Une mère qu'on ne reconnaît plus à l'allure de Liz Taylor, deux personnes faites pour s'aimer et qui ne se rencontrent jamais, un amant observé incognito qui sort un revolver du tiroir de son bureau, une ombre ironique qui apparaît sur l'asphalte sous un ciel sans nuages près d'Exeter, une actrice débutante qui mouche une star célèbre… Ce recueil de trente-trois textes, qui vient de remporter le prix Goncourt de la nouvelle, parle de famille, de souvenirs, de rêves, de moments anodins, d'écriture très souvent, avec une jolie assurance tranquille. Ce qui fait tout son charme, c'est cette façon d'aller dans des angles de fuite, mi-sérieux mi-malicieux. «Les gens ont bien le droit d'avoir deux vies. Il me semble même beaucoup plus naturel qu'ils en aient deux qu'une seule.» Du même auteur est paru également cette année Grande tiqueté (Champ Vallon). F.Rl 

Essai

Julien Cueille Le symptôme complotiste. Aux marges de la culture hypermoderne 

Voilà un livre qui tombe à pic, et même en plein pic de la florissante production complotiste alimentée sur tous les réseaux du monde par la pandémie du Covid-19. Enseignant, agrégé de philosophie et docteur en études psychanalytiques, Julien Cueille livre ici une analyse très complète du conspirationnisme, et plus précisément des rapports déréglés entre le développement de la science et de son bras armé qu'est la technique, qui normalement devrait «éradiquer l'irrationnel», et la persistance, sinon l'accroissement exponentiel des théories les plus farfelues et autres bricolages intellectuels, faux savoirs, croyances contre lesquels la «vérité» ne peut rien.
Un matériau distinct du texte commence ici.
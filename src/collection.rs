use crate::node::{BoxCursor, Cursor};
use crate::pipeline::Pipe;
use crate::stats::RunStats;
use anyhow::Result;
use std::sync::Arc;

// ---- Element-wise cursors ----
pub(crate) struct MapOp<T, F> {
    upstream: BoxCursor<T>,
    f: Arc<F>,
}
impl<T, O, F> Cursor for MapOp<T, F>
where
    F: Fn(T) -> O,
{
    type Item = O;

    fn pull(&mut self, stats: &mut RunStats) -> Result<Option<O>> {
        Ok(self.upstream.pull(stats)?.map(|item| (*self.f)(item)))
    }
}

pub(crate) struct FlatMapOp<T, I: IntoIterator, F> {
    upstream: BoxCursor<T>,
    f: Arc<F>,
    current: Option<I::IntoIter>,
}
impl<T, I, F> Cursor for FlatMapOp<T, I, F>
where
    I: IntoIterator,
    F: Fn(T) -> I,
{
    type Item = I::Item;

    fn pull(&mut self, stats: &mut RunStats) -> Result<Option<I::Item>> {
        loop {
            if let Some(inner) = self.current.as_mut() {
                if let Some(out) = inner.next() {
                    return Ok(Some(out));
                }
                self.current = None;
            }
            match self.upstream.pull(stats)? {
                Some(item) => self.current = Some((*self.f)(item).into_iter()),
                None => return Ok(None),
            }
        }
    }
}

pub(crate) struct FilterOp<T, P> {
    upstream: BoxCursor<T>,
    pred: Arc<P>,
}
impl<T, P> Cursor for FilterOp<T, P>
where
    P: Fn(&T) -> bool,
{
    type Item = T;

    fn pull(&mut self, stats: &mut RunStats) -> Result<Option<T>> {
        while let Some(item) = self.upstream.pull(stats)? {
            if (*self.pred)(&item) {
                return Ok(Some(item));
            }
            stats.dropped += 1;
        }
        Ok(None)
    }
}

pub(crate) struct TapOp<T, F> {
    upstream: BoxCursor<T>,
    f: Arc<F>,
}
impl<T, F> Cursor for TapOp<T, F>
where
    F: Fn(&T),
{
    type Item = T;

    fn pull(&mut self, stats: &mut RunStats) -> Result<Option<T>> {
        let next = self.upstream.pull(stats)?;
        if let Some(item) = &next {
            (*self.f)(item);
        }
        Ok(next)
    }
}

impl<T: 'static> Pipe<T> {
    /// Emit `f(item)` for every item, in order.
    ///
    /// # Example
    /// ```
    /// use simplypipe::*;
    ///
    /// let out = pipe(vec![1, 2, 3]).map(|x: i32| x * 10).collect().unwrap();
    /// assert_eq!(out, vec![10, 20, 30]);
    /// ```
    #[must_use]
    pub fn map<O, F>(self, f: F) -> Pipe<O>
    where
        O: 'static,
        F: Fn(T) -> O + Send + Sync + 'static,
    {
        let f = Arc::new(f);
        self.chain_with("map", move |upstream| MapOp {
            upstream,
            f: Arc::clone(&f),
        })
    }

    /// Emit every element of `f(item)`, then move on to the next item.
    ///
    /// An empty result contributes nothing for that item.
    #[must_use]
    pub fn flat_map<I, F>(self, f: F) -> Pipe<I::Item>
    where
        I: IntoIterator + 'static,
        I::IntoIter: 'static,
        I::Item: 'static,
        F: Fn(T) -> I + Send + Sync + 'static,
    {
        let f = Arc::new(f);
        self.chain_with("flat_map", move |upstream| FlatMapOp::<T, I, F> {
            upstream,
            f: Arc::clone(&f),
            current: None,
        })
    }

    /// Keep items matching `pred`; every other item counts as `dropped`.
    #[must_use]
    pub fn filter<P>(self, pred: P) -> Self
    where
        P: Fn(&T) -> bool + Send + Sync + 'static,
    {
        let pred = Arc::new(pred);
        self.chain_with("filter", move |upstream| FilterOp {
            upstream,
            pred: Arc::clone(&pred),
        })
    }

    /// Call `f` on each item for its side effect and pass the item on unchanged.
    #[must_use]
    pub fn tap<F>(self, f: F) -> Self
    where
        F: Fn(&T) + Send + Sync + 'static,
    {
        let f = Arc::new(f);
        self.chain_with("tap", move |upstream| TapOp {
            upstream,
            f: Arc::clone(&f),
        })
    }
}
En suivant une démarche anthropologique et en utilisant les concepts de la psychanalyse, Cueille concentre son attention sur le monde des adolescents, et montre que leur façon d'accepter assez facilement les «vérités alternatives» - et donc de soupçonner des intrigues cachées sous la «vérité officielle», qui est celle du pouvoir, du «père» - doit certainement quelque chose à une résistance contre le «contrôle» imposé par la société, ou à la création d'aires «sacrées» dans lesquelles peuvent s'effectuer les «rites de passage» que la société désenchantée n'offre plus. R.M.